### Extracted data

□ □ □ □ □

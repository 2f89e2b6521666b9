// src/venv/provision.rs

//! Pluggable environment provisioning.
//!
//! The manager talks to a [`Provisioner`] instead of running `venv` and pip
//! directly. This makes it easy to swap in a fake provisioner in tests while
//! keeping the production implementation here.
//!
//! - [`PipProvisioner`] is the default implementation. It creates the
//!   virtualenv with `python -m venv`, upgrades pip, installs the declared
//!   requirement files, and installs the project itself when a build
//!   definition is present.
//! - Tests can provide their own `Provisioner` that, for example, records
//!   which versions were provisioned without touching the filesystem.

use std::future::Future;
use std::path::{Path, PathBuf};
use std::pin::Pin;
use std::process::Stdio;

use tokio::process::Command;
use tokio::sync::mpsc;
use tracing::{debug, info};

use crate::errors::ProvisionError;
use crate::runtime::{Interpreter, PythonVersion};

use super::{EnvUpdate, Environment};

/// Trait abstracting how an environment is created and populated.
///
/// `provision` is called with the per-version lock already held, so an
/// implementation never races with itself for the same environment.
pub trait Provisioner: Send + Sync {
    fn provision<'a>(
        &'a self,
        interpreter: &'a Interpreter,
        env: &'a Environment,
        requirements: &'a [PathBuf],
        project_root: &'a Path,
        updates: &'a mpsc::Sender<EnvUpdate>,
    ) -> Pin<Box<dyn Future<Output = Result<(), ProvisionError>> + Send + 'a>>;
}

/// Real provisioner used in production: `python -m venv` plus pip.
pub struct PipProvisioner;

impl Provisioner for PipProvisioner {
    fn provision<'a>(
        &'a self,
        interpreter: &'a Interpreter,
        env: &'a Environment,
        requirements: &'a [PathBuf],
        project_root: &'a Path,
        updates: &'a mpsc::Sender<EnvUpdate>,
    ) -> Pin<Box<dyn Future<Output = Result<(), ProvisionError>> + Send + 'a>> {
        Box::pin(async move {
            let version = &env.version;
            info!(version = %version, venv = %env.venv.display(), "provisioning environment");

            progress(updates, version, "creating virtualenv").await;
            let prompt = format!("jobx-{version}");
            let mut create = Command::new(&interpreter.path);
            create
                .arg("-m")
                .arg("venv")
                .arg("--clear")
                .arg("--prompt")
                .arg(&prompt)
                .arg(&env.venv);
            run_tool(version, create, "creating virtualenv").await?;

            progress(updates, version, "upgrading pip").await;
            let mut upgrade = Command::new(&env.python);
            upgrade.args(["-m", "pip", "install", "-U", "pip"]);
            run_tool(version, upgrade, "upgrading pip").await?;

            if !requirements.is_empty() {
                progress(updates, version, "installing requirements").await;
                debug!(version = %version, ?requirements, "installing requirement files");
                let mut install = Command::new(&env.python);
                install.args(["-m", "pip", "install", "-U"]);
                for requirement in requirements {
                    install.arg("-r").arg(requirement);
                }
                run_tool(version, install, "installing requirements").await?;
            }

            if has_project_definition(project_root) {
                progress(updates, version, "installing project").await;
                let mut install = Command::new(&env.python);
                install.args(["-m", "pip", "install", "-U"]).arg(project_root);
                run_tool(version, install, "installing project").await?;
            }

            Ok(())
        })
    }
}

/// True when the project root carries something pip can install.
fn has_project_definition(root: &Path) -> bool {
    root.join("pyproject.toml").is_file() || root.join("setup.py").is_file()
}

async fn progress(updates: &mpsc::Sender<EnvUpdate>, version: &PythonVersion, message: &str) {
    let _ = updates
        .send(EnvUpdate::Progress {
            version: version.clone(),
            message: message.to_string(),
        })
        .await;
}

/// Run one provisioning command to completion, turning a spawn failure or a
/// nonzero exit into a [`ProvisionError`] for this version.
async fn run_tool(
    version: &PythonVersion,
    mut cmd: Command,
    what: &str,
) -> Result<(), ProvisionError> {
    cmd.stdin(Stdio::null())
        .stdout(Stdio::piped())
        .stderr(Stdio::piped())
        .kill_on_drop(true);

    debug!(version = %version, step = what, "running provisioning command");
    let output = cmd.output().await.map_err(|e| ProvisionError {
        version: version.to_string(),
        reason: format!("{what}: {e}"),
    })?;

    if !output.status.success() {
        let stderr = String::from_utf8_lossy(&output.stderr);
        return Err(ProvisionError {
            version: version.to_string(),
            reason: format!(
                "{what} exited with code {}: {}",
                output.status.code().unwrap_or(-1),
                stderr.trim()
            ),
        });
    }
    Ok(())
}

□ □ □ □ □

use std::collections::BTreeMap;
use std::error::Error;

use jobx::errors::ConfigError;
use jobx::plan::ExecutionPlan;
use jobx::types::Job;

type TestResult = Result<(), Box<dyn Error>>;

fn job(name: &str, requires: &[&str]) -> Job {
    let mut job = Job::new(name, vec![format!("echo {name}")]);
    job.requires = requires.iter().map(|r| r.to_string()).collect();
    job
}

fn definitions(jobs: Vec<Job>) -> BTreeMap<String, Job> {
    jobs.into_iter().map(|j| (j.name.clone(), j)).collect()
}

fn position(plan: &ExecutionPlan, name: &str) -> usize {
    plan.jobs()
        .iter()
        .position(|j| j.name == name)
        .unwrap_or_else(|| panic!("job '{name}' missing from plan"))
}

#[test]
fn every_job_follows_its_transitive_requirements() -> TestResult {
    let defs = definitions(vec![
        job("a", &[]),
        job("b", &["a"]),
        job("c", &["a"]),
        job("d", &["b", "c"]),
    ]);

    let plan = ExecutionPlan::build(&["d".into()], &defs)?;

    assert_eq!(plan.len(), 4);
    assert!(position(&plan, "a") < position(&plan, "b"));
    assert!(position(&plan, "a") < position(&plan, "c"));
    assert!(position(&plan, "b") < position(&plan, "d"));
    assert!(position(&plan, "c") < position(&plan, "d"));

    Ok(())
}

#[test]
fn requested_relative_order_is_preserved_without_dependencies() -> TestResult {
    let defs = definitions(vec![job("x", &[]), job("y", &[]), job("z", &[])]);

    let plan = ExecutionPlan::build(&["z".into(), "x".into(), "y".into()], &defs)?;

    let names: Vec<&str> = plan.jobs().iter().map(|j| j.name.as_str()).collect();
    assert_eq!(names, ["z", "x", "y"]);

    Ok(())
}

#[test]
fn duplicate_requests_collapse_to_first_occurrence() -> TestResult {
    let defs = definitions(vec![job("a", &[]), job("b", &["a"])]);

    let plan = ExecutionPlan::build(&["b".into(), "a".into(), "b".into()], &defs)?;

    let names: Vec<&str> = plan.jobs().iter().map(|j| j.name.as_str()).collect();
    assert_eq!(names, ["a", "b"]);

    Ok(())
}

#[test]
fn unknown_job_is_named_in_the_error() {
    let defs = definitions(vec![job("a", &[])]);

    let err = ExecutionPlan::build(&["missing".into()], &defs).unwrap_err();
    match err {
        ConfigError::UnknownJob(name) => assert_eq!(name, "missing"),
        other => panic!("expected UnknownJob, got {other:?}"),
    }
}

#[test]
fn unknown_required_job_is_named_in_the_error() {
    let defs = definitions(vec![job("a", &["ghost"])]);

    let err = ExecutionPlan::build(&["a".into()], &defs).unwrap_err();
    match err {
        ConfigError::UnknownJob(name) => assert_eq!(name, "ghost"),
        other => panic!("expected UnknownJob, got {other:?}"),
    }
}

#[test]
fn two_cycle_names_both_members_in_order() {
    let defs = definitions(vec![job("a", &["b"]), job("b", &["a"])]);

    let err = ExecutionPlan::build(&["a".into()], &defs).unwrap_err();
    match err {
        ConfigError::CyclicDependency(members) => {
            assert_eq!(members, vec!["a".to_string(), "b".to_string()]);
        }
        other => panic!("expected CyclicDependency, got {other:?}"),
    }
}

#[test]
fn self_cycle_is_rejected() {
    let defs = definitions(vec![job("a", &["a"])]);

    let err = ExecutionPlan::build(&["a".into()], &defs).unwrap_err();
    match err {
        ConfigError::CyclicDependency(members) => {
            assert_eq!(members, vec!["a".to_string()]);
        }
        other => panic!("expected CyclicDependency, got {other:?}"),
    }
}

□ □ □ □ □

### Task directions
Please return the lines above that run from the line containing "use jobx::plan::ExecutionPlan;" to the line containing "fn every_job_follows_its_transitive_requirements() ->", inclusive, exactly and with no other lines.

### Result for this exercise
use jobx::plan::ExecutionPlan;
use jobx::types::Job;

type TestResult = Result<(), Box<dyn Error>>;

fn job(name: &str, requires: &[&str]) -> Job {
    let mut job = Job::new(name, vec![format!("echo {name}")]);
    job.requires = requires.iter().map(|r| r.to_string()).collect();
    job
}

fn definitions(jobs: Vec<Job>) -> BTreeMap<String, Job> {
    jobs.into_iter().map(|j| (j.name.clone(), j)).collect()
}

fn position(plan: &ExecutionPlan, name: &str) -> usize {
    plan.jobs()
        .iter()
        .position(|j| j.name == name)
        .unwrap_or_else(|| panic!("job '{name}' missing from plan"))
}

#[test]
fn every_job_follows_its_transitive_requirements() -> TestResult {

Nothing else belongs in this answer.